Согласно противоположной теории, эгоцентрическая речь ребенка пред­ставляет собой один из феноменов перехода от интерпсихических функций к интрапсихическим. Этот переход является общим законом для развития всех высших психических функций, которые возникают первоначально как формы деятельности в сотрудничестве и лишь затем переносятся ребенком в сферу своих психологических форм деятельности. Речь для себя возникает путем дифференциации изначально социальной функции речи для других. Не по­степенная социализация, вносимая в ребенка извне, но постепенная индиви­дуализация, возникающая на основе внутренней социальности ребенка, явля­ется главным трактом детского развития. В зависимости от этого изменяются и наши воззрения на вопрос о структуре, функции и судьбе эгоцентрической речи. Структура ее, представляется нам, развивается параллельно обособле­нию ее функций и в соответствии с ее функциями. Иначе говоря, приобретая новое название, речь, естественно, перестраивается и в своей структуре сооб­разно с новыми функциями.

Функция эгоцентрической речи представляется нам в свете наших экспери­ментов родственной функции внутренней речи: это — менее всего аккомпане­мент, это — самостоятельная мелодия, самостоятельная функция, служащая це­лям умственной ориентировки, осознания преодоления затруднений и препят­ствий, соображения и мышления, это — речь для себя, обслуживающая самым интимным образом мышление ребенка. И наконец, генетическая судьба эгоцен­трической речи представляется нам менее всего похожей на ту, которую рисует Пиаже. Эгоцентрическая речь развивается не по затухающей, но по восходящей кривой. Ее развитие есть не инволюция, а истинная эволюция. С точки зрения нашей гипотезы, эгоцентрическая речь представляет собой речь внутреннюю по своей психологической функции и внешнюю по своей структуре. Ее судьба - пе­рерастание во внутреннюю речь.

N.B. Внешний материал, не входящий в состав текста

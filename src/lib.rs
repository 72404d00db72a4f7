//! Core library for the stratus cluster bootstrapper.
//!
//! The crate provisions machines through pluggable drivers (a Scaleway
//! connector behind a generic multi-provider driver, and a static
//! bring-your-own-nodes pool), installs a cluster-management agent on them
//! over plain SSH/SFTP, and observes asynchronous completion through a
//! bounded polling latch. Uninstall and scale flows drive the same latch
//! against the control plane REST gateway.

pub mod bootstrap;
pub mod byon;
pub mod config;
pub mod control_plane;
pub mod deployment;
pub mod descriptor;
pub mod driver;
pub mod inspector;
pub mod installer;
pub mod latch;
pub mod machine;
pub mod reachability;
pub mod test_support;

pub use bootstrap::{
    BootstrapError, BootstrapOptions, BootstrapOrchestrator, BootstrapReport, OPERATION_TIMED_OUT,
};
pub use byon::{ByonDriver, ByonPool, NodeRecord};
pub use config::{ConfigError, ScalewayConfig, StratusConfig};
pub use control_plane::{
    ControlPlane, ControlPlaneConnector, ControlPlaneError, RestConnector, RestControlPlane,
};
pub use deployment::{DeploymentError, DeploymentFlows, ScaleOutcome};
pub use descriptor::{ClusterDescriptor, DescriptorError};
pub use driver::generic::GenericDriver;
pub use driver::scaleway::{ScalewayBackendError, ScalewayCompute};
pub use driver::{DriverError, DriverRegistry, ProvisioningDriver};
pub use inspector::{InspectionKind, InspectorError, InstallationProcessInspector};
pub use installer::{
    AgentlessInstaller, CommandRunner, Installer, InstallerError, InstallerOptions,
    ProcessCommandRunner,
};
pub use latch::{ConditionLatch, LatchError, Probe};
pub use machine::{InstallationDetails, MachineDetails};
pub use reachability::{ReachabilityProbe, TcpProbe};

Эта гипотеза имеет ряд преимуществ в наших глазах по сравнению с гипоте­зой Пиаже. Она лучше согласуется с найденными нами в эксперименте фактами возрастания коэффициента эгоцентрической речи при затруднениях в деятель­ности, требующих осознания и размышления2, — фактами, которые являются необъяснимыми с точки зрения Пиаже. Но ее самое главное и решающее пре­имущество состоит в том, что она дает удовлетворительное объяснение парадок­сальному и не объяснимому иначе положению вещей, описанному самим Пиа­же. В самом деле, согласно теории Пиаже, эгоцентрическая речь отмирает с воз­растом, уменьшаясь количественно по мере развития ребенка. Но мы должны были бы ожидать, что ее структурные особенности должны также убывать, а не возрастать вместе с ее отмиранием, ибо трудно себе представить, чтобы это от­мирание охватывало только количественную сторону процесса и никак не отра­жалось на его внутреннем строении. При переходе от 3 к 7 годам, т.е. от высшей к низшей точке в развитии эгоцентрической речи, естественно ожидать, что эти структурные особенности, находящие свое суммарное выражение в непонятно­сти этой речи для других, будут так же стушевываться, как и сами проявления этой речи.

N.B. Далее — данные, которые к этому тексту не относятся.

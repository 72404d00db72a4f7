//! Binary entry point for the stratus CLI.

use std::io::{self, Write};
use std::process;
use std::sync::Arc;
use std::time::Duration;

use clap::Parser;
use thiserror::Error;
use tokio::time::Instant;
use tracing_subscriber::EnvFilter;

use stratus::{
    AgentlessInstaller, BootstrapError, BootstrapOptions, BootstrapOrchestrator, ClusterDescriptor,
    ControlPlane, ControlPlaneConnector, ControlPlaneError, DeploymentError, DeploymentFlows,
    DescriptorError, DriverRegistry, InstallerOptions, ProcessCommandRunner, RestConnector,
    ScaleOutcome, StratusConfig, TcpProbe,
};

mod cli;

use cli::{BootstrapCommand, Cli, ScaleCommand, TeardownCommand, UninstallCommand};

#[derive(Debug, Error)]
enum CliError {
    #[error("configuration error: {0}")]
    Config(String),
    #[error(transparent)]
    Descriptor(#[from] DescriptorError),
    #[error(transparent)]
    Bootstrap(#[from] BootstrapError),
    #[error(transparent)]
    Deployment(#[from] DeploymentError),
    #[error(transparent)]
    ControlPlane(#[from] ControlPlaneError),
}

#[tokio::main]
async fn main() {
    let cli = Cli::parse();
    init_tracing(cli.common().verbose);
    let exit_code = match dispatch(cli).await {
        Ok(()) => 0,
        Err(err) => {
            report_error(&err);
            1
        }
    };

    process::exit(exit_code);
}

fn init_tracing(verbose: bool) {
    let fallback = if verbose { "stratus=debug" } else { "stratus=info" };
    let filter = EnvFilter::try_from_default_env().unwrap_or_else(|_| EnvFilter::new(fallback));
    tracing_subscriber::fmt()
        .with_env_filter(filter)
        .with_writer(io::stderr)
        .with_target(false)
        .init();
}

async fn dispatch(cli: Cli) -> Result<(), CliError> {
    match cli {
        Cli::Bootstrap(args) => exec_bootstrap(args).await,
        Cli::Teardown(args) => exec_teardown(args).await,
        Cli::Uninstall(args) => exec_uninstall(args).await,
        Cli::Scale(args) => exec_scale(args).await,
    }
}

fn load_config(descriptor: Option<&str>, verbose: bool) -> Result<StratusConfig, CliError> {
    let mut config =
        StratusConfig::load_without_cli_args().map_err(|err| CliError::Config(err.to_string()))?;
    if let Some(path) = descriptor {
        path.clone_into(&mut config.cluster_descriptor);
    }
    config.verbose |= verbose;
    config
        .validate()
        .map_err(|err| CliError::Config(err.to_string()))?;
    Ok(config)
}

const fn minutes(value: u64) -> Duration {
    Duration::from_secs(value.saturating_mul(60))
}

fn orchestrator(config: &StratusConfig) -> Result<BootstrapOrchestrator, CliError> {
    let path = config.descriptor_path();
    let descriptor = ClusterDescriptor::load(&path)?;
    let registry = DriverRegistry::builtin_with_rest_port(config.rest_port);
    registry
        .validate(&descriptor.provider.driver)
        .map_err(BootstrapError::from)?;
    let installer = AgentlessInstaller::new(
        InstallerOptions::from(config),
        ProcessCommandRunner,
        TcpProbe,
    );
    Ok(BootstrapOrchestrator::new(
        Arc::new(registry),
        descriptor,
        path,
        Arc::new(installer),
        Arc::new(RestConnector::new(config.rest_api_version.clone())),
    )
    .with_options(BootstrapOptions::from(config)))
}

async fn exec_bootstrap(args: BootstrapCommand) -> Result<(), CliError> {
    let config = load_config(args.descriptor.as_deref(), args.common.verbose)?;
    let timeout = args
        .common
        .timeout
        .map_or_else(|| config.bootstrap_timeout(), minutes);
    let report = orchestrator(&config)?.bootstrap(timeout).await?;

    let mut stdout = io::stdout();
    for url in &report.rest_urls {
        writeln!(stdout, "REST gateway available at {url}").ok();
    }
    Ok(())
}

async fn exec_teardown(args: TeardownCommand) -> Result<(), CliError> {
    let config = load_config(args.descriptor.as_deref(), args.common.verbose)?;
    let timeout = args
        .common
        .timeout
        .map_or_else(|| config.teardown_timeout(), minutes);
    orchestrator(&config)?
        .teardown(timeout, args.force, args.rest_url.as_deref())
        .await?;
    writeln!(io::stdout(), "management machines stopped").ok();
    Ok(())
}

fn flows(
    config: &StratusConfig,
    rest_url: &str,
) -> Result<DeploymentFlows<dyn ControlPlane>, CliError> {
    let plane = RestConnector::new(config.rest_api_version.clone()).connect(rest_url)?;
    Ok(DeploymentFlows::new(plane).verbose(config.verbose))
}

async fn exec_uninstall(args: UninstallCommand) -> Result<(), CliError> {
    let config = load_config(None, args.common.verbose)?;
    let timeout = args
        .common
        .timeout
        .map_or_else(|| config.teardown_timeout(), minutes);
    let deadline = Instant::now() + timeout;
    flows(&config, &args.rest_url)?
        .uninstall_application(&args.application, deadline)
        .await?;
    writeln!(io::stdout(), "application {} uninstalled", args.application).ok();
    Ok(())
}

async fn exec_scale(args: ScaleCommand) -> Result<(), CliError> {
    let config = load_config(None, args.common.verbose)?;
    let timeout = args
        .common
        .timeout
        .map_or_else(|| config.bootstrap_timeout(), minutes);
    let deadline = Instant::now() + timeout;
    let outcome = flows(&config, &args.rest_url)?
        .set_service_instances(&args.application, &args.service, args.count, deadline)
        .await?;
    writeln!(io::stdout(), "{}", describe_outcome(&args.service, outcome)).ok();
    Ok(())
}

fn describe_outcome(service: &str, outcome: ScaleOutcome) -> String {
    match outcome {
        ScaleOutcome::Unchanged { count } => {
            format!("service {service} already runs {count} instances")
        }
        ScaleOutcome::ScaledUp { from, to } | ScaleOutcome::ScaledDown { from, to } => {
            format!("service {service} scaled from {from} to {to} instances")
        }
    }
}

fn report_error(err: &CliError) {
    write_error(io::stderr(), err);
}

fn write_error(mut target: impl Write, err: &CliError) {
    writeln!(target, "{err}").ok();
}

Что же говорят факты на этот счет? Чья речь является более непонятной — трехлетки или семилетки? Самым решающим по своему значению результатом нашего исследования является установление того факта, что структурные особен­ности эгоцентрической речи, выражающие ее отклонения от социальной речи и обусловливающие ее непонятность для других, не убывают, а возрастают вместе с возрастом, что они минимальны в 3 года и максимальны в 7 лет, что они, следо­вательно, не отмирают, а эволюционируют, что они обнаруживают обратные за­кономерности развития по отношению к коэффициенту эгоцентрической речи.

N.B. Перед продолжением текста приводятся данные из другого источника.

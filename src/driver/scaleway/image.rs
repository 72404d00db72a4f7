//! Image label resolution.

use std::future::Future;

use scaleway_rs::{ScalewayImage, ScalewayListInstanceImagesBuilder};
use uuid::Uuid;

use super::{ScalewayBackendError, ScalewayCompute};

/// Image lookup inputs.
#[derive(Clone, Debug, Eq, PartialEq)]
pub(super) struct ImageQuery<'a> {
    pub(super) label: &'a str,
    pub(super) zone: &'a str,
    pub(super) arch: &'a str,
}

impl ScalewayCompute {
    pub(super) async fn resolve_image_id(
        &self,
        query: &ImageQuery<'_>,
    ) -> Result<String, ScalewayBackendError> {
        if Uuid::parse_str(query.label).is_ok() {
            return Ok(query.label.to_owned());
        }

        let project = self.config.default_project_id.as_str();
        let organization = self.config.default_organization_id.as_deref();
        Self::resolve_image_id_with(
            query,
            || async move {
                let mut scoped = ScalewayListInstanceImagesBuilder::new(self.api.clone(), query.zone)
                    .public(true)
                    .project(project)
                    .name(query.label)
                    .arch(query.arch);
                if let Some(org) = organization {
                    scoped = scoped.organization(org);
                }
                scoped.run_async().await.map_err(ScalewayBackendError::from)
            },
            || async move {
                ScalewayListInstanceImagesBuilder::new(self.api.clone(), query.zone)
                    .public(true)
                    .name(query.label)
                    .arch(query.arch)
                    .run_async()
                    .await
                    .map_err(ScalewayBackendError::from)
            },
        )
        .await
    }

    /// Tries the project-scoped listing first and falls back to public
    /// images only when it is empty.
    pub(super) async fn resolve_image_id_with<FutA, FutB, FetchA, FetchB>(
        query: &ImageQuery<'_>,
        project_fetch: FetchA,
        public_fetch: FetchB,
    ) -> Result<String, ScalewayBackendError>
    where
        FetchA: FnOnce() -> FutA,
        FetchB: FnOnce() -> FutB,
        FutA: Future<Output = Result<Vec<ScalewayImage>, ScalewayBackendError>>,
        FutB: Future<Output = Result<Vec<ScalewayImage>, ScalewayBackendError>>,
    {
        let project_images = project_fetch().await?;
        let images = if project_images.is_empty() {
            public_fetch().await?
        } else {
            project_images
        };
        Self::select_image_id(Self::filter_images(images, query.arch), query)
    }

    pub(super) fn select_image_id(
        mut candidates: Vec<ScalewayImage>,
        query: &ImageQuery<'_>,
    ) -> Result<String, ScalewayBackendError> {
        candidates.sort_by(|lhs, rhs| rhs.creation_date.cmp(&lhs.creation_date));
        candidates
            .into_iter()
            .next()
            .map(|image| image.id)
            .ok_or_else(|| ScalewayBackendError::ImageNotFound {
                label: query.label.to_owned(),
                arch: query.arch.to_owned(),
                zone: query.zone.to_owned(),
            })
    }

    pub(super) fn filter_images(images: Vec<ScalewayImage>, arch: &str) -> Vec<ScalewayImage> {
        images
            .into_iter()
            .filter(|image| image.arch == arch)
            .filter(|image| image.state == "available")
            .collect()
    }
}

Что означает в сущности факт падения коэффициента эгоцентрической ре­чи? Структурные особенности внутренней речи и ее функциональная диффе­ренциация с внешней речью растут вместе с возрастом. Что же убывает? Паде­ние эгоцентрической речи не говорит ничего больше, кроме того, что убывает только одна-единственная особенность этой речи — именно ее вокализация, ее звучание.

Считать падение коэффициента эгоцентрической речи до нуля за симптом умирания эгоцентрической речи совершенно то же самое, что считать отмира­нием счета тот момент, когда ребенок перестает пользоваться пальцами при пе­речислении и со счета вслух переходит к счету в уме. В сущности, за этим симп­томом отмирания, негативным, инволюционным симптомом скрывается совер­шенно позитивное содержание. Падение коэффициента эгоцентрической речи, убывание ее вокализации, по сути дела, являются эволюционными симптомами вперед идущего развития. За ними скрывается не отмирание, а нарождение но­вой формы речи.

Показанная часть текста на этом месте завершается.